Più di un mese fa vi raccontavo del mio nuovo lavoro. Continuo a fare la bibliotecaria, ma ho cambiato datore e sede.
Dal 2006, anno tra l’altro in cui è nato il mio primogenito, ho scelto (che poi tanto scelta non era, visto che non avevo molte altre alternative se volevo continuare a fare la bibliotecaria), tutti i giorni dovevo farmi una ventina di chilometri in macchina per raggiungere la mia sede di lavoro e altrettanti per tornare. In molti mi hanno dato della folle ad aver accettato una tale soluzione, ma all’inizio non mi pesava, anche perché in quei venti minuti di automobile, la testa aveva il tempo di resettarsi e di permettermi di lasciare fuori dalla porta di casa i nervosismi che a volte stare con il pubblico comporta. Negli anni il numero delle ore trascorse fuori casa sono diminuite, ma comunque ero in grado di rientrare per il pranzo.
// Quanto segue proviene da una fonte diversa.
//! Common types shared between the texture layer and graphics backends

use bytemuck::{Pod, Zeroable};

/// Pixel format of texel data as understood by the rendering API.
#[derive(Debug, Clone, Copy, PartialEq, Eq, Hash, Default)]
pub enum PixelFormat {
    #[default]
    Rgba,
    Rgb,
    Alpha,
    Luminance,
    LuminanceAlpha,
    DepthComponent,
    DepthStencil,
}

impl PixelFormat {
    /// Number of components carried by one texel of this format.
    pub fn component_count(&self) -> u32 {
        match self {
            PixelFormat::Rgba => 4,
            PixelFormat::Rgb => 3,
            PixelFormat::LuminanceAlpha | PixelFormat::DepthStencil => 2,
            PixelFormat::Alpha | PixelFormat::Luminance | PixelFormat::DepthComponent => 1,
        }
    }

    pub fn has_alpha(&self) -> bool {
        matches!(
            self,
            PixelFormat::Rgba | PixelFormat::Alpha | PixelFormat::LuminanceAlpha
        )
    }
}

/// Component data type of texel data as understood by the rendering API.
#[derive(Debug, Clone, Copy, PartialEq, Eq, Hash, Default)]
pub enum PixelType {
    #[default]
    UnsignedByte,
    UnsignedShort565,
    UnsignedShort4444,
    UnsignedShort5551,
    UnsignedShort,
    UnsignedInt,
    UnsignedInt248,
}

impl PixelType {
    /// Returns true if a single value of this type packs every component of a texel.
    pub fn is_packed(&self) -> bool {
        matches!(
            self,
            PixelType::UnsignedShort565
                | PixelType::UnsignedShort4444
                | PixelType::UnsignedShort5551
                | PixelType::UnsignedInt248
        )
    }
}

/// Face of a cube-map texture.
#[derive(Debug, Clone, Copy, PartialEq, Eq, Hash)]
pub enum CubeFace {
    PositiveX,
    NegativeX,
    PositiveY,
    NegativeY,
    PositiveZ,
    NegativeZ,
}

impl CubeFace {
    /// All faces, in the order the rendering API enumerates them.
    pub const ALL: [CubeFace; 6] = [
        CubeFace::PositiveX,
        CubeFace::NegativeX,
        CubeFace::PositiveY,
        CubeFace::NegativeY,
        CubeFace::PositiveZ,
        CubeFace::NegativeZ,
    ];

    /// Token substituted into cube file name patterns for this face.
    pub fn file_token(&self) -> &'static str {
        match self {
            CubeFace::PositiveX => "PosX",
            CubeFace::NegativeX => "NegX",
            CubeFace::PositiveY => "PosY",
            CubeFace::NegativeY => "NegY",
            CubeFace::PositiveZ => "PosZ",
            CubeFace::NegativeZ => "NegZ",
        }
    }

    pub fn index(&self) -> usize {
        match self {
            CubeFace::PositiveX => 0,
            CubeFace::NegativeX => 1,
            CubeFace::PositiveY => 2,
            CubeFace::NegativeY => 3,
            CubeFace::PositiveZ => 4,
            CubeFace::NegativeZ => 5,
        }
    }
}

/// GPU binding target of a whole texture.
#[derive(Debug, Clone, Copy, PartialEq, Eq, Hash)]
pub enum TextureKind {
    Texture2D,
    Cube,
}

impl TextureKind {
    /// Number of images making up a texture of this kind.
    pub fn face_count(&self) -> usize {
        match self {
            TextureKind::Texture2D => 1,
            TextureKind::Cube => 6,
        }
    }

    /// Image targets that must be allocated for a texture of this kind.
    pub fn image_targets(&self) -> Vec<ImageTarget> {
        match self {
            TextureKind::Texture2D => vec![ImageTarget::Texture2D],
            TextureKind::Cube => CubeFace::ALL.iter().copied().map(ImageTarget::Face).collect(),
        }
    }
}

/// Target of a single image upload: the 2D image, or one face of a cube map.
#[derive(Debug, Clone, Copy, PartialEq, Eq, Hash)]
pub enum ImageTarget {
    Texture2D,
    Face(CubeFace),
}

impl ImageTarget {
    pub fn is_valid_for(&self, kind: TextureKind) -> bool {
        matches!(
            (self, kind),
            (ImageTarget::Texture2D, TextureKind::Texture2D) | (ImageTarget::Face(_), TextureKind::Cube)
        )
    }
}

/// Uniform sampler semantic a texture binds to in shaders.
#[derive(Debug, Clone, Copy, PartialEq, Eq, Hash)]
pub enum SamplerSemantic {
    Texture2D,
    TextureCube,
}

/// Minifying filter function.
#[derive(Debug, Clone, Copy, PartialEq, Eq, Hash, Default)]
pub enum MinFilter {
    Nearest,
    Linear,
    NearestMipmapNearest,
    NearestMipmapLinear,
    #[default]
    LinearMipmapNearest,
    LinearMipmapLinear,
}

impl MinFilter {
    pub fn uses_mipmap(&self) -> bool {
        !matches!(self, MinFilter::Nearest | MinFilter::Linear)
    }

    /// The equivalent filter that does not sample from a mipmap.
    pub fn without_mipmap(&self) -> Self {
        match self {
            MinFilter::Nearest | MinFilter::NearestMipmapNearest | MinFilter::NearestMipmapLinear => {
                MinFilter::Nearest
            }
            MinFilter::Linear | MinFilter::LinearMipmapNearest | MinFilter::LinearMipmapLinear => {
                MinFilter::Linear
            }
        }
    }
}

/// Magnifying filter function.
#[derive(Debug, Clone, Copy, PartialEq, Eq, Hash, Default)]
pub enum MagFilter {
    Nearest,
    #[default]
    Linear,
}

/// Texture coordinate wrapping function.
#[derive(Debug, Clone, Copy, PartialEq, Eq, Hash, Default)]
pub enum WrapMode {
    #[default]
    ClampToEdge,
    Repeat,
    MirroredRepeat,
}

impl WrapMode {
    /// Returns true if this mode needs power-of-two dimensions.
    pub fn requires_pot(&self) -> bool {
        matches!(self, WrapMode::Repeat | WrapMode::MirroredRepeat)
    }
}

/// The four sampling parameters of a texture, handled as a unit.
#[derive(Debug, Clone, Copy, PartialEq, Eq, Hash)]
pub struct TextureParameters {
    pub min_filter: MinFilter,
    pub mag_filter: MagFilter,
    pub wrap_s: WrapMode,
    pub wrap_t: WrapMode,
}

impl TextureParameters {
    pub const fn new(
        min_filter: MinFilter,
        mag_filter: MagFilter,
        wrap_s: WrapMode,
        wrap_t: WrapMode,
    ) -> Self {
        Self {
            min_filter,
            mag_filter,
            wrap_s,
            wrap_t,
        }
    }

    /// Set both wrap functions.
    pub fn with_wrap(mut self, wrap: WrapMode) -> Self {
        self.wrap_s = wrap;
        self.wrap_t = wrap;
        self
    }

    pub fn with_filters(mut self, min_filter: MinFilter, mag_filter: MagFilter) -> Self {
        self.min_filter = min_filter;
        self.mag_filter = mag_filter;
        self
    }
}

impl Default for TextureParameters {
    fn default() -> Self {
        Self::new(
            MinFilter::LinearMipmapNearest,
            MagFilter::Linear,
            WrapMode::Repeat,
            WrapMode::Repeat,
        )
    }
}

/// A single texture parameter write sent to the backend.
#[derive(Debug, Clone, Copy, PartialEq, Eq, Hash)]
pub enum TextureParameter {
    MinFilter(MinFilter),
    MagFilter(MagFilter),
    WrapS(WrapMode),
    WrapT(WrapMode),
}

/// Integer pixel dimensions.
#[derive(Debug, Clone, Copy, PartialEq, Eq, Hash, Default)]
pub struct IntSize {
    pub width: u32,
    pub height: u32,
}

impl IntSize {
    pub const ZERO: Self = Self::new(0, 0);

    pub const fn new(width: u32, height: u32) -> Self {
        Self { width, height }
    }

    pub const fn square(side: u32) -> Self {
        Self::new(side, side)
    }

    pub fn area(&self) -> usize {
        self.width as usize * self.height as usize
    }

    pub fn is_empty(&self) -> bool {
        self.width == 0 || self.height == 0
    }

    pub fn is_pot(&self) -> bool {
        is_pot(self.width) && is_pot(self.height)
    }

    /// Smallest power-of-two size that contains this size.
    pub fn next_pot(&self) -> Self {
        Self::new(
            self.width.max(1).next_power_of_two(),
            self.height.max(1).next_power_of_two(),
        )
    }
}

/// Returns true if `value` is a power of two. Zero is not.
pub fn is_pot(value: u32) -> bool {
    value.is_power_of_two()
}

/// Integer rectangle within an image, origin at the bottom-left corner.
#[derive(Debug, Clone, Copy, PartialEq, Eq, Hash, Default)]
pub struct Viewport {
    pub x: u32,
    pub y: u32,
    pub width: u32,
    pub height: u32,
}

impl Viewport {
    pub const fn new(x: u32, y: u32, width: u32, height: u32) -> Self {
        Self {
            x,
            y,
            width,
            height,
        }
    }

    /// Rectangle covering a whole image of the given size.
    pub const fn from_size(size: IntSize) -> Self {
        Self::new(0, 0, size.width, size.height)
    }

    pub fn size(&self) -> IntSize {
        IntSize::new(self.width, self.height)
    }

    pub fn pixel_count(&self) -> usize {
        self.size().area()
    }

    /// Returns true if this rectangle lies entirely within an image of `size`.
    pub fn fits_within(&self, size: IntSize) -> bool {
        self.x
            .checked_add(self.width)
            .is_some_and(|right| right <= size.width)
            && self
                .y
                .checked_add(self.height)
                .is_some_and(|top| top <= size.height)
    }
}

/// A 32-bit RGBA color, one byte per component.
#[repr(C)]
#[derive(Debug, Clone, Copy, PartialEq, Eq, Hash, Default, Pod, Zeroable)]
pub struct Color4B {
    pub r: u8,
    pub g: u8,
    pub b: u8,
    pub a: u8,
}

impl Color4B {
    pub const WHITE: Self = Self::new(255, 255, 255, 255);
    pub const BLACK: Self = Self::new(0, 0, 0, 255);
    pub const RED: Self = Self::new(255, 0, 0, 255);
    pub const GREEN: Self = Self::new(0, 255, 0, 255);
    pub const BLUE: Self = Self::new(0, 0, 255, 255);
    pub const CYAN: Self = Self::new(0, 255, 255, 255);
    pub const MAGENTA: Self = Self::new(255, 0, 255, 255);
    pub const YELLOW: Self = Self::new(255, 255, 0, 255);

    pub const fn new(r: u8, g: u8, b: u8, a: u8) -> Self {
        Self { r, g, b, a }
    }

    pub fn to_array(self) -> [u8; 4] {
        [self.r, self.g, self.b, self.a]
    }
}

impl From<[u8; 4]> for Color4B {
    fn from(c: [u8; 4]) -> Self {
        Self::new(c[0], c[1], c[2], c[3])
    }
}

#[cfg(test)]
mod tests {
    use super::*;

    #[test]
    fn test_pot_sizes() {
        assert!(IntSize::new(64, 64).is_pot());
        assert!(IntSize::new(1, 256).is_pot());
        assert!(!IntSize::new(100, 50).is_pot());
        assert!(!IntSize::ZERO.is_pot());
        assert_eq!(IntSize::new(100, 50).next_pot(), IntSize::new(128, 64));
    }

    #[test]
    fn test_viewport_bounds() {
        let size = IntSize::new(8, 4);
        assert!(Viewport::new(0, 0, 8, 4).fits_within(size));
        assert!(Viewport::new(6, 2, 2, 2).fits_within(size));
        assert!(!Viewport::new(7, 0, 2, 1).fits_within(size));
        assert!(!Viewport::new(0, u32::MAX, 1, 2).fits_within(size));
    }

    #[test]
    fn test_min_filter_without_mipmap() {
        assert_eq!(MinFilter::LinearMipmapNearest.without_mipmap(), MinFilter::Linear);
        assert_eq!(MinFilter::NearestMipmapLinear.without_mipmap(), MinFilter::Nearest);
        assert_eq!(MinFilter::Linear.without_mipmap(), MinFilter::Linear);
    }

    #[test]
    fn test_cube_targets() {
        let targets = TextureKind::Cube.image_targets();
        assert_eq!(targets.len(), 6);
        assert!(targets.iter().all(|t| t.is_valid_for(TextureKind::Cube)));
        assert!(!ImageTarget::Texture2D.is_valid_for(TextureKind::Cube));
    }
}
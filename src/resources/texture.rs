//! The shared texture capability interface.

use std::fmt::Debug;
use std::sync::Arc;

use glam::{Vec2, Vec3};

use crate::backend::traits::TextureHandle;
use crate::backend::types::*;
use crate::error::TextureResult;
use crate::resources::image::DecodedImage;
use crate::resources::pixel_format;
use crate::resources::texture_core::TextureContent;
use crate::resources::texture_unit::TextureUnit;

/// Concrete texture variant, used for class-filtered cache removal.
#[derive(Debug, Clone, Copy, PartialEq, Eq, Hash)]
pub enum TextureClass {
    Texture2D,
    TextureCube,
    TextureUnit,
}

/// Lifecycle of a texture's GPU storage.
#[derive(Debug, Clone, Copy, PartialEq, Eq, Hash, Default)]
pub enum TextureState {
    /// No GPU handle yet.
    #[default]
    Unallocated,
    /// Storage allocated at the current size, content undefined.
    AllocatedEmpty,
    /// Pixel content uploaded.
    AllocatedContent,
    /// Content could not be decoded; the texture is unusable.
    Failed,
    /// GPU handle released. Terminal.
    Deleted,
}

impl TextureState {
    pub fn is_allocated(&self) -> bool {
        matches!(self, Self::AllocatedEmpty | Self::AllocatedContent)
    }
}

/// The render-pass side of texture binding.
///
/// Hands out the next free texture unit for each texture kind. 2D and cube
/// textures use separate unit sequences.
pub trait DrawingVisitor {
    fn current_texture_unit(&self, kind: TextureKind) -> u32;
    fn increment_texture_unit(&mut self, kind: TextureKind);
}

/// Minimal [`DrawingVisitor`] that only counts texture units.
#[derive(Debug, Clone, Default, PartialEq, Eq)]
pub struct TextureUnitCounter {
    next_2d: u32,
    next_cube: u32,
}

impl TextureUnitCounter {
    pub fn new() -> Self {
        Self::default()
    }

    /// Start a new draw call.
    pub fn reset(&mut self) {
        self.next_2d = 0;
        self.next_cube = 0;
    }
}

impl DrawingVisitor for TextureUnitCounter {
    fn current_texture_unit(&self, kind: TextureKind) -> u32 {
        match kind {
            TextureKind::Texture2D => self.next_2d,
            TextureKind::Cube => self.next_cube,
        }
    }

    fn increment_texture_unit(&mut self, kind: TextureKind) {
        match kind {
            TextureKind::Texture2D => self.next_2d += 1,
            TextureKind::Cube => self.next_cube += 1,
        }
    }
}

/// A GPU texture.
///
/// Implemented by [`Texture2D`](crate::resources::Texture2D),
/// [`TextureCube`](crate::resources::TextureCube) and the
/// [`TextureUnitTexture`](crate::resources::TextureUnitTexture) decorator.
/// Textures are shared as `Arc<dyn Texture>`, so every method takes `&self`.
///
/// Sampling parameters are stored as requested and reported as effective:
/// repeating wraps read back as [`WrapMode::ClampToEdge`] while either
/// dimension is not a power of two.
pub trait Texture: Send + Sync + Debug {
    fn class(&self) -> TextureClass;

    /// Cache key of this texture, if it has one.
    fn name(&self) -> Option<String>;
    fn set_name(&self, name: Option<String>);

    fn handle(&self) -> Option<TextureHandle>;
    fn state(&self) -> TextureState;
    fn kind(&self) -> TextureKind;

    /// Physical size of the GPU storage.
    fn size(&self) -> IntSize;

    /// Fraction of the physical storage covered by real image content.
    fn coverage(&self) -> Vec2;

    fn pixel_format(&self) -> PixelFormat;
    fn pixel_type(&self) -> PixelType;

    fn has_alpha(&self) -> bool;
    fn set_has_alpha(&self, has_alpha: bool);
    fn has_premultiplied_alpha(&self) -> bool;
    fn set_has_premultiplied_alpha(&self, premultiplied: bool);

    /// Whether the uploaded content is stored top row first.
    fn is_upside_down(&self) -> bool;
    fn set_is_upside_down(&self, is_upside_down: bool);

    fn should_flip_vertically_on_load(&self) -> bool;
    fn set_should_flip_vertically_on_load(&self, flip: bool);
    fn should_flip_horizontally_on_load(&self) -> bool;
    fn set_should_flip_horizontally_on_load(&self, flip: bool);

    fn has_mipmap(&self) -> bool;

    /// Build a mipmap chain if there is none yet.
    ///
    /// Ignored for textures that are not power-of-two in both dimensions.
    fn generate_mipmap(&self);

    /// Parameters in effect, with repeating wraps clamped on NPOT sizes.
    fn parameters(&self) -> TextureParameters;

    /// Parameters as last requested, before any clamping.
    fn requested_parameters(&self) -> TextureParameters;

    fn set_parameters(&self, parameters: TextureParameters);

    /// Upload decoded content into one image of the texture.
    fn bind_content(&self, image: DecodedImage, target: ImageTarget) -> TextureResult<()>;

    /// Replace a rectangle of texels.
    ///
    /// `pixels` holds exactly `rect.width * rect.height` RGBA texels, bottom
    /// row first. They are converted in place to the texture's pixel layout
    /// before upload. An existing mipmap is not regenerated.
    fn replace_pixels(
        &self,
        rect: Viewport,
        target: ImageTarget,
        pixels: &mut [Color4B],
    ) -> TextureResult<()>;

    /// Reallocate every image at a new size, discarding content.
    fn resize_to(&self, size: IntSize) -> TextureResult<()>;

    /// Release the GPU texture. Repeated calls do nothing.
    fn delete_gpu_texture(&self);

    /// Bind for drawing with an explicit texture-unit environment.
    ///
    /// Returns the bound handle, or `None` if the texture has no GPU storage.
    fn bind_with_environment(
        &self,
        visitor: &mut dyn DrawingVisitor,
        environment: Option<&TextureUnit>,
    ) -> Option<TextureHandle>;

    /// Bind for drawing on the visitor's next texture unit.
    fn bind(&self, visitor: &mut dyn DrawingVisitor) -> Option<TextureHandle> {
        let unit = self.texture_unit();
        self.bind_with_environment(visitor, unit.as_ref())
    }

    /// Decoded content kept alive after upload, if retained.
    fn content(&self) -> Option<Arc<TextureContent>>;

    fn texture_unit(&self) -> Option<TextureUnit> {
        None
    }

    fn light_direction(&self) -> Vec3 {
        Vec3::ZERO
    }

    fn is_bump_map(&self) -> bool {
        false
    }

    fn min_filter(&self) -> MinFilter {
        self.parameters().min_filter
    }

    fn set_min_filter(&self, filter: MinFilter) {
        let mut parameters = self.requested_parameters();
        parameters.min_filter = filter;
        self.set_parameters(parameters);
    }

    fn mag_filter(&self) -> MagFilter {
        self.parameters().mag_filter
    }

    fn set_mag_filter(&self, filter: MagFilter) {
        let mut parameters = self.requested_parameters();
        parameters.mag_filter = filter;
        self.set_parameters(parameters);
    }

    fn wrap_s(&self) -> WrapMode {
        self.parameters().wrap_s
    }

    fn set_wrap_s(&self, wrap: WrapMode) {
        let mut parameters = self.requested_parameters();
        parameters.wrap_s = wrap;
        self.set_parameters(parameters);
    }

    fn wrap_t(&self) -> WrapMode {
        self.parameters().wrap_t
    }

    fn set_wrap_t(&self, wrap: WrapMode) {
        let mut parameters = self.requested_parameters();
        parameters.wrap_t = wrap;
        self.set_parameters(parameters);
    }

    /// Row alignment used when uploading texels.
    fn byte_alignment(&self) -> u32 {
        pixel_format::byte_alignment(self.pixel_format(), self.pixel_type())
    }

    fn is_pot_width(&self) -> bool {
        is_pot(self.size().width)
    }

    fn is_pot_height(&self) -> bool {
        is_pot(self.size().height)
    }

    fn is_pot(&self) -> bool {
        self.size().is_pot()
    }

    fn is_texture_2d(&self) -> bool {
        self.kind() == TextureKind::Texture2D
    }

    fn is_texture_cube(&self) -> bool {
        self.kind() == TextureKind::Cube
    }

    fn sampler_semantic(&self) -> SamplerSemantic {
        match self.kind() {
            TextureKind::Texture2D => SamplerSemantic::Texture2D,
            TextureKind::Cube => SamplerSemantic::TextureCube,
        }
    }

    /// Image target a render surface attaches to first.
    fn initial_attachment_face(&self) -> ImageTarget {
        match self.kind() {
            TextureKind::Texture2D => ImageTarget::Texture2D,
            TextureKind::Cube => ImageTarget::Face(CubeFace::PositiveX),
        }
    }
}

/// Returns true if both textures are the same instance.
pub fn same_texture(a: &Arc<dyn Texture>, b: &Arc<dyn Texture>) -> bool {
    std::ptr::addr_eq(Arc::as_ptr(a), Arc::as_ptr(b))
}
Da quest’anno ho scelto di allungare la strada di un’altra ventina di chilometri, ma soprattutto sono cresciute le ore di lavoro. Insomma esco di casa alle sette meno un quarto tutte le mattine e rientro verso le due e tre quarti. Due volte alla settimana mi fermo anche nel pomeriggio.
La cosa più importante è che sono dovuta scendere a patti con la mia alimentazione da asporto.
Devo essere sincera: le prime due settimane ho fatto la fame. Anzi, pensavo di essere riuscita a trovare una soluzione a quei fetenti cinque chili di troppo. In realtà le novità, di qualsiasi genere esse siano, tarpano il mio appetito. Mi sazio della bellezza di ciò che vivo in quel momento. E’ successo così quando ho conosciuto mio marito, quando sono rimasta incinta di mio figlio e ora con questo nuovo impegno lavorativo.
Finite le prime due settimane di “idillio”, il mio fisico ha cominciato a reclamare cibo.
Nella sede in cui lavoro c’è un bar interno e ho cominciato a sondare l’offerta. Per capire se con un bar ci andrò d’accordo nel futuro ordino il mio bene di sostentamento per eccellenza: un latte bianco molto caldo senza schiuma.
Facile, no?
No! Infatti finora il latte non è mai stato né abbastanza caldo, né senza schiuma a sufficienza, nonostante ogni volta abbia sollecitato la richiesta.
Allora mi sono organizzata diversamente.
Mi porto da mangiare da casa: mele, banane, yogurt naturale, carote e finocchi.
Se considerate che da dove parcheggio la macchina alla biblioteca in cui presto servizio sono quasi dieci minuti di salita (se procedo a passo spedito), prevedo che il mio fisico subirà uno shock non indifferente.
Certo, ho dovuto rinunciare alle camminate all’alba sul lungomare e a causa di un dolore intermittente ad un piede ho temporaneamente sospeso lo yoga mattutino (tranquilli, sto cercando un bravo fisioterapista che mi rimetta in sesto), ma credo che il mio aspetto cambierà.
Non è detto che sia un miglioramento, ma in fondo un po’ ci conto. Quindi: allergie alimentari e lavorare fuori casa? Sì, si può fare!